Entrevista com Mons. Fernando Chica Arellano
R. – Este relatório nos diz que a humanidade não cumpriu suficientemente o seu dever em relação aos nossos irmãos mais pobres. A fome continua a aumentar. Isso evidencia – eu diria – a grandeza do desafio de atingir a meta de desenvolvimento sustentável “Fome zero”, até 2030. Portanto, significa que devemos trabalhar mais para melhor cumprir nosso dever como comunidade internacional e, sobretudo como pessoas, também em nível individual. Os números são realmente muito eloquentes. Falemos da Ásia: 513,9 milhões de pessoas famintas. Falemos da África: 256,1 milhões de pessoas. Na América Latina 42,5 milhões. Mas o relatório enfatiza não apenas a crueldade da fome, mas também outro aspecto: a obesidade. Os adultos obesos do mundo são 672 milhões, 13%, ou uma pessoa em cada oito. Portanto, o problema não é somente a desnutrição, mas também a má nutrição. O relatório, na verdade, está nos dizendo que as pessoas que estão por trás desses números não têm um presente sereno nem um futuro luminoso. A comunidade internacional realmente deveria fazer mais. Falta a vontade, sobretudo na remoção das causas devidas ao homem, como os conflitos, a crise econômica e as mudanças climáticas. Esses três continuam a ser os fatores que produzem esses flagelos.
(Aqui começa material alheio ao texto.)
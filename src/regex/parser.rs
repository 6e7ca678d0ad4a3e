// SPDX-FileCopyrightText: 2026 Bruno Meilick
// SPDX-License-Identifier: LicenseRef-Regviz-FreeUse-NoCopy-NoDerivatives
//
// All rights reserved.
//
// This file is part of Regviz and is proprietary software.
// Unauthorized copying, modification, or distribution is prohibited.

//! Recursive descent parser.
//!
//! ```text
//! alternation ::= concat ('|' alternation)?
//! concat      ::= repeat*
//! repeat      ::= atom (quantifier '?'?)*
//! quantifier  ::= '*' | '+' | '?' | '{' n (',' n?)? '}'
//! atom        ::= '(' ('?:')? alternation ')' | '[' '^'? class_item+ ']' | '.' | '^' | '$'
//!               | '\' escape | CHAR
//! ```

use super::ast::{Expr, Repetition};
use super::compiler::compiled_len;
use crate::model::{Anchor, CharClass, ClassItem, PerlClass};

/// Upper bound for `{n,m}` counts; counted repetition is expanded into copies.
pub const MAX_REPETITION: u32 = 1000;

/// Upper bound on the length of the compiled NFA; nested counted repetition multiplies.
pub const MAX_NODES: usize = 1 << 20;

#[derive(Debug, Clone, Copy, PartialEq, Eq, thiserror::Error)]
pub enum ParseErrorKind {
    #[error("unclosed group")]
    UnclosedGroup,
    #[error("unmatched ')'")]
    UnmatchedCloseParen,
    #[error("unsupported group flag")]
    UnsupportedGroupFlag,
    #[error("unterminated character class")]
    UnterminatedClass,
    #[error("empty character class")]
    EmptyClass,
    #[error("invalid class range {lo:?}-{hi:?}")]
    InvalidRange { lo: char, hi: char },
    #[error("quantifier without an expression to repeat")]
    DanglingQuantifier,
    #[error("malformed repetition")]
    InvalidRepetition,
    #[error("repetition count exceeds {}", MAX_REPETITION)]
    RepetitionTooLarge,
    #[error("pattern compiles to more than {} nodes", MAX_NODES)]
    TooLarge,
    #[error("unknown escape '\\{0}'")]
    UnknownEscape(char),
    #[error("trailing backslash")]
    TrailingBackslash,
}

/// A parse failure and the byte offset in the pattern where it was detected.
#[derive(Debug, Clone, Copy, PartialEq, Eq, thiserror::Error)]
#[error("{kind} at byte {pos}")]
pub struct ParseError {
    kind: ParseErrorKind,
    pos: usize,
}

impl ParseError {
    fn new(kind: ParseErrorKind, pos: usize) -> Self {
        Self { kind, pos }
    }

    pub fn kind(&self) -> ParseErrorKind {
        self.kind
    }

    pub fn pos(&self) -> usize {
        self.pos
    }
}

type ParseResult<T> = Result<T, ParseError>;

/// What a single class member turned out to be.
enum ClassAtom {
    Char(char),
    Perl(PerlClass, bool),
}

pub(crate) struct Parser<'a> {
    pattern: &'a str,
    pos: usize,
    next_group: usize,
}

impl<'a> Parser<'a> {
    pub(crate) fn new(pattern: &'a str) -> Self {
        Self { pattern, pos: 0, next_group: 1 }
    }

    pub(crate) fn parse(mut self) -> ParseResult<Expr> {
        let expr = self.alternation()?;
        if self.peek().is_some() {
            return self.error(ParseErrorKind::UnmatchedCloseParen, self.pos);
        }
        self.check_size(&expr, 0)?;
        Ok(expr)
    }

    fn check_size(&self, expr: &Expr, at: usize) -> ParseResult<()> {
        if compiled_len(expr) > MAX_NODES {
            return self.error(ParseErrorKind::TooLarge, at);
        }
        Ok(())
    }

    fn peek(&self) -> Option<char> {
        self.pattern[self.pos..].chars().next()
    }

    fn bump(&mut self) -> Option<char> {
        let c = self.peek()?;
        self.pos += c.len_utf8();
        Some(c)
    }

    fn eat(&mut self, expected: char) -> bool {
        if self.peek() == Some(expected) {
            self.pos += expected.len_utf8();
            true
        } else {
            false
        }
    }

    fn error<T>(&self, kind: ParseErrorKind, pos: usize) -> ParseResult<T> {
        Err(ParseError::new(kind, pos))
    }

    fn alternation(&mut self) -> ParseResult<Expr> {
        let lhs = self.concat()?;
        if self.eat('|') {
            let rhs = self.alternation()?;
            return Ok(Expr::Alternate(Box::new(lhs), Box::new(rhs)));
        }
        Ok(lhs)
    }

    fn concat(&mut self) -> ParseResult<Expr> {
        let mut items = Vec::new();
        while !matches!(self.peek(), None | Some('|') | Some(')')) {
            items.push(self.repeat()?);
        }
        Ok(match items.len() {
            0 => Expr::Empty,
            1 => items.remove(0),
            _ => Expr::Concat(items),
        })
    }

    fn repeat(&mut self) -> ParseResult<Expr> {
        let mut expr = self.atom()?;
        loop {
            let at = self.pos;
            let repetition = match self.peek() {
                Some('*') => Repetition::ZeroOrMore,
                Some('+') => Repetition::OneOrMore,
                Some('?') => Repetition::ZeroOrOne,
                Some('{') => {
                    self.bump();
                    self.counted(at)?
                }
                _ => break,
            };
            if !matches!(repetition, Repetition::Range { .. }) {
                self.bump();
            }
            let greedy = !self.eat('?');
            expr = Expr::Repeat { expr: Box::new(expr), repetition, greedy };
            self.check_size(&expr, at)?;
        }
        Ok(expr)
    }

    /// `{n}`, `{n,}` or `{n,m}`, with the opening brace already consumed.
    fn counted(&mut self, open: usize) -> ParseResult<Repetition> {
        let min = self.number(open)?;
        let max = if self.eat(',') {
            if self.peek() == Some('}') {
                None
            } else {
                Some(self.number(open)?)
            }
        } else {
            Some(min)
        };
        if !self.eat('}') {
            return self.error(ParseErrorKind::InvalidRepetition, open);
        }
        if min > MAX_REPETITION || max.is_some_and(|max| max > MAX_REPETITION) {
            return self.error(ParseErrorKind::RepetitionTooLarge, open);
        }
        if max.is_some_and(|max| max < min) {
            return self.error(ParseErrorKind::InvalidRepetition, open);
        }
        Ok(Repetition::Range { min, max })
    }

    fn number(&mut self, open: usize) -> ParseResult<u32> {
        let start = self.pos;
        while self.peek().is_some_and(|c| c.is_ascii_digit()) {
            self.pos += 1;
        }
        let digits = &self.pattern[start..self.pos];
        if digits.is_empty() {
            return self.error(ParseErrorKind::InvalidRepetition, open);
        }
        digits.parse().or_else(|_| self.error(ParseErrorKind::RepetitionTooLarge, open))
    }

    fn atom(&mut self) -> ParseResult<Expr> {
        let at = self.pos;
        let Some(c) = self.bump() else {
            return self.error(ParseErrorKind::DanglingQuantifier, at);
        };
        match c {
            '(' => self.group(at),
            '[' => self.class(at),
            '.' => Ok(Expr::Class(CharClass::dot())),
            '^' => Ok(Expr::Anchor(Anchor::Start)),
            '$' => Ok(Expr::Anchor(Anchor::End)),
            '\\' => self.escape(at),
            '*' | '+' | '?' | '{' => self.error(ParseErrorKind::DanglingQuantifier, at),
            c => Ok(Expr::Char(c)),
        }
    }

    fn group(&mut self, open: usize) -> ParseResult<Expr> {
        let index = if self.pattern[self.pos..].starts_with("?:") {
            self.pos += 2;
            None
        } else if self.peek() == Some('?') {
            return self.error(ParseErrorKind::UnsupportedGroupFlag, self.pos);
        } else {
            let index = self.next_group;
            self.next_group += 1;
            Some(index)
        };

        let expr = self.alternation()?;
        if !self.eat(')') {
            return self.error(ParseErrorKind::UnclosedGroup, open);
        }
        Ok(match index {
            Some(index) => Expr::Group { index, expr: Box::new(expr) },
            None => expr,
        })
    }

    fn escape(&mut self, at: usize) -> ParseResult<Expr> {
        let Some(c) = self.bump() else {
            return self.error(ParseErrorKind::TrailingBackslash, at);
        };
        if let Some((class, negated)) = perl_class(c) {
            return Ok(Expr::Class(CharClass::perl(class, negated)));
        }
        Ok(match c {
            'b' => Expr::Anchor(Anchor::WordBoundary),
            'B' => Expr::Anchor(Anchor::NonWordBoundary),
            'A' => Expr::Anchor(Anchor::Start),
            'z' => Expr::Anchor(Anchor::End),
            c => Expr::Char(self.escaped_char(c, at)?),
        })
    }

    fn escaped_char(&self, c: char, at: usize) -> ParseResult<char> {
        match c {
            'n' => Ok('\n'),
            't' => Ok('\t'),
            'r' => Ok('\r'),
            c if is_meta(c) => Ok(c),
            c => self.error(ParseErrorKind::UnknownEscape(c), at),
        }
    }

    fn class(&mut self, open: usize) -> ParseResult<Expr> {
        let negated = self.eat('^');
        let mut items = Vec::new();
        loop {
            if self.eat(']') {
                break;
            }
            let at = self.pos;
            let item = match self.class_atom(open)? {
                ClassAtom::Perl(class, negated) => ClassItem::Perl { class, negated },
                ClassAtom::Char(lo) if self.is_range_dash() => {
                    self.bump();
                    match self.class_atom(open)? {
                        ClassAtom::Char(hi) if lo <= hi => ClassItem::Range(lo, hi),
                        ClassAtom::Char(hi) => {
                            return self.error(ParseErrorKind::InvalidRange { lo, hi }, at);
                        }
                        ClassAtom::Perl(..) => {
                            return self.error(ParseErrorKind::InvalidRange { lo, hi: '-' }, at);
                        }
                    }
                }
                ClassAtom::Char(c) => ClassItem::Char(c),
            };
            items.push(item);
        }
        if items.is_empty() {
            return self.error(ParseErrorKind::EmptyClass, open);
        }
        Ok(Expr::Class(CharClass::new(negated, items)))
    }

    /// A `-` followed by something other than the closing bracket.
    fn is_range_dash(&self) -> bool {
        let mut rest = self.pattern[self.pos..].chars();
        rest.next() == Some('-') && !matches!(rest.next(), None | Some(']'))
    }

    fn class_atom(&mut self, open: usize) -> ParseResult<ClassAtom> {
        let at = self.pos;
        match self.bump() {
            None => self.error(ParseErrorKind::UnterminatedClass, open),
            Some('\\') => {
                let Some(c) = self.bump() else {
                    return self.error(ParseErrorKind::UnterminatedClass, open);
                };
                if let Some((class, negated)) = perl_class(c) {
                    return Ok(ClassAtom::Perl(class, negated));
                }
                self.escaped_char(c, at).map(ClassAtom::Char)
            }
            Some(c) => Ok(ClassAtom::Char(c)),
        }
    }
}

fn perl_class(c: char) -> Option<(PerlClass, bool)> {
    let class = match c.to_ascii_lowercase() {
        'd' => PerlClass::Digit,
        'w' => PerlClass::Word,
        's' => PerlClass::Space,
        _ => return None,
    };
    Some((class, c.is_ascii_uppercase()))
}

fn is_meta(c: char) -> bool {
    matches!(
        c,
        '\\' | '.' | '+' | '*' | '?' | '(' | ')' | '|' | '[' | ']' | '{' | '}' | '^' | '$' | '-'
            | '/' | '#' | '&' | '~'
    )
}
A atenção aos últimos, a quem sofre, é um tema muito caro ao Papa Francisco. Como é possível promover, também nas pequenas coisas, uma transformação estrutural inclusiva?
R. – Todos podemos fazer algo para lutar contra a fome. Primeiro de tudo, não desperdiçar comida; depois, não passar, como fez o sacerdote ou o levita, diante do pobre fechando os olhos ou não ouvindo o grito dos famintos. Isso a nível pessoal. A nível paroquial e de outras ONGs, tantas coisas belas estão sendo feitas, há bonitas iniciativas. Mas se pode fazer mais. Esse relatório é um impulso para fazer mais. Depois a comunidade internacional deve crescer em solidariedade, porque a solidariedade, o investimento na paz é uma forma de lutar contra a fome. Se nós não derrotarmos a fome, todos os outros objetivos de desenvolvimento sustentável da Agenda 2030, acredito que não poderão ser alcançados. O objetivo número um e o objetivo número dois são fundamentais para alcançar os outros 15 objetivos, que todos juntos sintetizam dizendo que não devemos deixar ninguém para trás. O Papa Francisco, no dia 27 de junho, recebeu a Conferência da FAO dizendo que este é um problema que deve envolver a todos, porque o sofrimento de uma pessoa é o sofrimento de todos. Ele também fez um apelo ao bom uso da água, sobretudo na produção de alimentos e em sua distribuição mais justa, porque enquanto há países onde a comida está avançando, sobretudo na África existem regiões inteiras onde, pelo contrário, ela está faltando. Essa desigualdade é verdadeiramente cruel.